Society for Policy Studies in association with India Habitat Centre held a lecture in the Changing Asia Series on “The Journey of the Indian Woman: Change or Status quo?”.
By Bhaswati Mukherjee, Former Indian Ambassador to the Netherlands & UNESCO, Paris
Date: September 09, 2016
Time: 7 PM
Venue: Gulmohar Hall, India Habitat Centre
Society for Policy Studies (SPS), in association with the India Habitat Center, organised the lecture ‘Journey of the Indian woman’ by Amb (retd.) Bhaswati Mukherjee as part of the Changing Asia Series.
Opening the lecture, Cmde. C. Uday Bhaskar, Director SPS, spoke of the necessity to have serious engagement with the human angle of security. especially those affecting gender dynamics. It was in recognition of this conspicuous absence of the discourse on gender in security related matters that this lecture was pertinent.
Amb. Mukherjee began her lecture by highlighting the changes that have been witnessed in Hindu civilization vis-a-vis the status of women in society. Mentioning the Vedas and the various Hindu empires down the ages, she observed that there has been a gradual decline in the status of women in Indian society over centuries. While the colonial rule had weeded out some decadent practices, such as sati, that was also the time when violence against women got reinforced at an institutional level. In post-independent India, legal empowerment of women by way of constitutional guarantees helped in ensuring that practices which were discriminatory and unequal are not given space, but more often than not these were observed only in the breach. .
Amb. Mukherjee also noted that where “the problems of empowerment of the Indian women are more complex than one imagines” and that things got worse with the widening rural-urban divide. With the rapid modernization of urban areas and the sheer neglect that the hinterlands experienced, the influx of conservative, feudal people from the rural areas resulted in the Indian cities becoming more unsafe.
Amb. Mukherjee also spoke of her own journey as an Indian Foreign Service officer. She observed that the IFS postings, which for long had been a male bastion and even disallowed continuation of women in service upon their marriage, has come a long way. Today, she mentioned, India has a 100% visually handicapped girl serving in the prestigious Indian Foreign Service, women have been ambassadors in key capitals like Washington, there have been three foreign secretaries and women like her have pierced the glass ceiling to head the administration division. .
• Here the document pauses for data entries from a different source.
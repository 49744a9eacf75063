/*!
Moves whole records from one partition to the other.
*/
use crate::corpus::{Partition, RecordId};
use crate::tag::TagFormat;
use ahash::AHashSet;
use serde::Serialize;
use tracing::{trace, warn};

#[derive(Debug, Clone, PartialEq, Eq, Serialize)]
/// Number of records asked for and actually moved by one migration.
pub struct MigrationCount {
    pub entity: String,
    pub requested: usize,
    pub moved: usize,
}

/// Result of a migration: both partitions and what was moved.
pub struct Migration {
    pub destination: Partition,
    pub source: Partition,
    pub count: MigrationCount,
}

/// Number of records to move. With `normalize`, the sign of `quantity` is dropped. Without it, a
/// negative `quantity` means "all the matching records but `|quantity|`".
///
/// With 7 matching records:
/// * `quantity = 2, normalize = true` -> 2
/// * `quantity = 2, normalize = false` -> 2
/// * `quantity = -2, normalize = true` -> 2
/// * `quantity = -2, normalize = false` -> 5
pub fn effective_quantity(quantity: i64, normalize: bool, matching: usize) -> usize {
    let magnitude = usize::try_from(quantity.unsigned_abs()).unwrap_or(usize::MAX);
    if normalize || quantity >= 0 {
        magnitude
    } else {
        matching.saturating_sub(magnitude)
    }
}

/// Moves records containing `entity` from `source` to the end of `destination`, keeping the
/// order in which they are found in `source`. Fewer records than asked are moved when `source`
/// does not hold enough of them.
///
/// Both partitions are taken by value and returned: the caller must use the returned partitions
/// as the new state.
pub fn transfer(
    destination: Partition,
    source: Partition,
    quantity: i64,
    entity: &str,
    normalize: bool,
    format: &TagFormat,
) -> (Partition, Partition) {
    let migration = migrate(destination, source, quantity, entity, normalize, format);
    (migration.destination, migration.source)
}

/// Same as `transfer`, but also reports how many records were moved.
pub fn migrate(
    mut destination: Partition,
    source: Partition,
    quantity: i64,
    entity: &str,
    normalize: bool,
    format: &TagFormat,
) -> Migration {
    let candidates: Vec<RecordId> = source
        .iter()
        .filter(|r| r.contains_type(entity, format))
        .map(|r| r.id())
        .collect();
    let requested = effective_quantity(quantity, normalize, candidates.len());
    // Identifiers are unique, so a record can be selected only once.
    let selected: AHashSet<RecordId> = candidates.into_iter().take(requested).collect();
    let (source, moved) = source.split_off_ids(&selected);
    for record in moved.iter() {
        trace!(
            record = %record.id(),
            entity,
            from = %source.role(),
            to = %destination.role(),
            "migrating record"
        );
    }
    let moved_count = moved.len();
    if moved_count < requested {
        warn!(
            entity,
            requested,
            moved = moved_count,
            from = %source.role(),
            "not enough records to migrate"
        );
    }
    destination.extend(moved);
    Migration {
        destination,
        source,
        count: MigrationCount {
            entity: String::from(entity),
            requested,
            moved: moved_count,
        },
    }
}
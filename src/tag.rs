/**
This module reads the tags of a NER corpus. A tag is either the outside tag `O` or a position
marker and an entity type joined by a delimiter, such as `B-PER` (or `PER-B` when the marker is a
suffix). Only the entity type matters to the balancer; the marker is used by the statistics to
count mentions.
*/
use enum_iterator::Sequence;
use serde::{Deserialize, Serialize};
use std::convert::TryFrom;
use std::fmt::Display;
use std::str::FromStr;

/// The outside tag. It never carries an entity type.
pub const OUTSIDE: &str = "O";

#[derive(Debug, PartialEq, Eq, Hash, Clone, Copy, Sequence)]
/// Position markers found in the usual tagging schemes (IOB1, IOB2, IOE1, IOE2, IOBES, BILOU).
pub enum Prefix {
    I,
    O,
    B,
    E,
    S,
    U,
    L,
}

#[derive(Debug, Clone, PartialEq, Eq)]
/// Could not parse a char into a `Prefix`.
pub struct PrefixError(pub char);

impl Display for PrefixError {
    fn fmt(&self, f: &mut std::fmt::Formatter<'_>) -> std::fmt::Result {
        write!(f, "Could not parse the following char into a Prefix: {}", self.0)
    }
}

impl std::error::Error for PrefixError {}

impl TryFrom<char> for Prefix {
    type Error = PrefixError;
    fn try_from(value: char) -> Result<Self, Self::Error> {
        match value {
            'I' => Ok(Self::I),
            'O' => Ok(Self::O),
            'B' => Ok(Self::B),
            'E' => Ok(Self::E),
            'S' => Ok(Self::S),
            'U' => Ok(Self::U),
            'L' => Ok(Self::L),
            c => Err(PrefixError(c)),
        }
    }
}

impl FromStr for Prefix {
    type Err = PrefixError;
    fn from_str(s: &str) -> Result<Self, Self::Err> {
        let mut chars = s.chars();
        match (chars.next(), chars.next()) {
            (Some(c), None) => Prefix::try_from(c),
            (Some(c), Some(_)) => Err(PrefixError(c)),
            (None, _) => Err(PrefixError(' ')),
        }
    }
}

impl Prefix {
    /// Is this the first token of a span? `B` opens a multi-token chunk, `S` and `U` are chunks
    /// of a single token.
    pub fn starts_span(&self) -> bool {
        matches!(self, Prefix::B | Prefix::S | Prefix::U)
    }
}

#[derive(Debug, Clone, Copy, PartialEq, Eq, Hash, Serialize, Deserialize)]
#[serde(default)]
/// Describes how the position marker is attached to the entity type.
pub struct TagFormat {
    /// Char separating the marker from the entity type.
    pub delimiter: char,
    /// If the marker is located at the end of the tag (e.g. `PER-B`), this should be `true`.
    pub suffix: bool,
}

impl Default for TagFormat {
    fn default() -> Self {
        Self {
            delimiter: '-',
            suffix: false,
        }
    }
}

impl TagFormat {
    pub fn new(delimiter: char, suffix: bool) -> Self {
        Self { delimiter, suffix }
    }

    /// Splits a tag into its marker and its entity type. Returns `None` for the outside tag and
    /// for empty tags. A tag without the `marker + delimiter` structure is an entity type on its
    /// own and has no marker.
    pub fn split<'a>(&self, tag: &'a str) -> Option<(Option<char>, &'a str)> {
        if tag.is_empty() || tag == OUTSIDE {
            return None;
        }
        let parts = if self.suffix {
            self.split_suffix(tag)
        } else {
            self.split_prefix(tag)
        };
        match parts {
            Some((_, "")) => None,
            Some((marker, entity)) => Some((Some(marker), entity)),
            None => Some((None, tag)),
        }
    }

    fn split_prefix<'a>(&self, tag: &'a str) -> Option<(char, &'a str)> {
        let mut indices = tag.char_indices();
        let (_, marker) = indices.next()?;
        let (delimiter_index, delimiter) = indices.next()?;
        if delimiter != self.delimiter {
            return None;
        }
        Some((marker, &tag[delimiter_index + delimiter.len_utf8()..]))
    }

    fn split_suffix<'a>(&self, tag: &'a str) -> Option<(char, &'a str)> {
        let mut indices = tag.char_indices().rev();
        let (_, marker) = indices.next()?;
        let (delimiter_index, delimiter) = indices.next()?;
        if delimiter != self.delimiter {
            return None;
        }
        Some((marker, &tag[..delimiter_index]))
    }

    /// The entity type carried by a tag, if any.
    pub fn entity_type<'a>(&self, tag: &'a str) -> Option<&'a str> {
        self.split(tag).map(|(_, entity)| entity)
    }

    /// Does the tag carry the given entity type?
    pub fn has_type(&self, tag: &str, entity: &str) -> bool {
        self.entity_type(tag) == Some(entity)
    }

    /// Is the tag the first token of a span? Tags without a recognizable marker count as a span
    /// start, since each of them is a mention on its own.
    pub fn starts_span(&self, tag: &str) -> bool {
        match self.split(tag) {
            None => false,
            Some((None, _)) => true,
            Some((Some(marker), _)) => Prefix::try_from(marker)
                .map(|p| p.starts_span())
                .unwrap_or(false),
        }
    }

    /// Replaces the entity type of the tag, keeping its marker. The outside tag is returned as
    /// is.
    pub fn rename(&self, tag: &str, new_type: &str) -> String {
        match self.split(tag) {
            None => String::from(tag),
            Some((None, _)) => String::from(new_type),
            Some((Some(marker), _)) if self.suffix => {
                format!("{}{}{}", new_type, self.delimiter, marker)
            }
            Some((Some(marker), _)) => format!("{}{}{}", marker, self.delimiter, new_type),
        }
    }
}

#[cfg(test)]
mod test {
    use super::*;
    use enum_iterator::all;
    use rstest::rstest;

    #[rstest]
    #[case("B-PER", Some("PER"))]
    #[case("I-Valor_da_causa", Some("Valor_da_causa"))]
    #[case("B-CNPJ_do_réu", Some("CNPJ_do_réu"))]
    #[case("O", None)]
    #[case("", None)]
    #[case("B-", None)]
    #[case("MISC", Some("MISC"))]
    #[case("É-X", Some("X"))]
    fn test_entity_type_prefix(#[case] tag: &str, #[case] expected: Option<&str>) {
        let format = TagFormat::default();
        assert_eq!(format.entity_type(tag), expected);
    }

    #[rstest]
    #[case("PER-B", Some("PER"))]
    #[case("Data_dos_fatos-I", Some("Data_dos_fatos"))]
    #[case("O", None)]
    #[case("-B", None)]
    fn test_entity_type_suffix(#[case] tag: &str, #[case] expected: Option<&str>) {
        let format = TagFormat::new('-', true);
        assert_eq!(format.entity_type(tag), expected);
    }

    #[test]
    fn test_custom_delimiter() {
        let format = TagFormat::new('_', false);
        assert_eq!(format.entity_type("B_PER"), Some("PER"));
        assert_eq!(format.entity_type("B-PER"), Some("B-PER"));
    }

    #[rstest]
    #[case("B-PER", true)]
    #[case("S-PER", true)]
    #[case("U-PER", true)]
    #[case("I-PER", false)]
    #[case("E-PER", false)]
    #[case("L-PER", false)]
    #[case("O", false)]
    #[case("PER", true)]
    fn test_starts_span(#[case] tag: &str, #[case] expected: bool) {
        assert_eq!(TagFormat::default().starts_span(tag), expected);
    }

    #[test]
    fn test_rename_keeps_marker() {
        let format = TagFormat::default();
        assert_eq!(format.rename("B-Data_do_contrato", "Datas"), "B-Datas");
        assert_eq!(format.rename("I-Data_dos_fatos", "Datas"), "I-Datas");
        assert_eq!(format.rename("O", "Datas"), "O");
        let suffix = TagFormat::new('-', true);
        assert_eq!(suffix.rename("Data_do_contrato-I", "Datas"), "Datas-I");
    }

    #[test]
    fn test_prefix_round_trip_through_char() {
        for prefix in all::<Prefix>() {
            let c = format!("{:?}", prefix);
            assert_eq!(c.parse::<Prefix>(), Ok(prefix));
        }
        assert_eq!("X".parse::<Prefix>(), Err(PrefixError('X')));
    }
}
In the Q&A session that followed the 45-minutes lecture, the speaker said tribal societies in the country had more gender equality and emanicipation and that is why people from the northeast and other tribal areas faced problems when they came to live in places with feudal traditions.
She said that women should have the right to decide to decide their own destiny in terms of what they wanted to wear or what they wanted to do with their lives. That will be true emancipation and although there has been a lot of change in the status of Indian women in the last decades – with women in top jobs in banking, civil services and many other professions that were hitherto male bastions – it is still a work in progress and much more needed to be done for women to find their true place in society.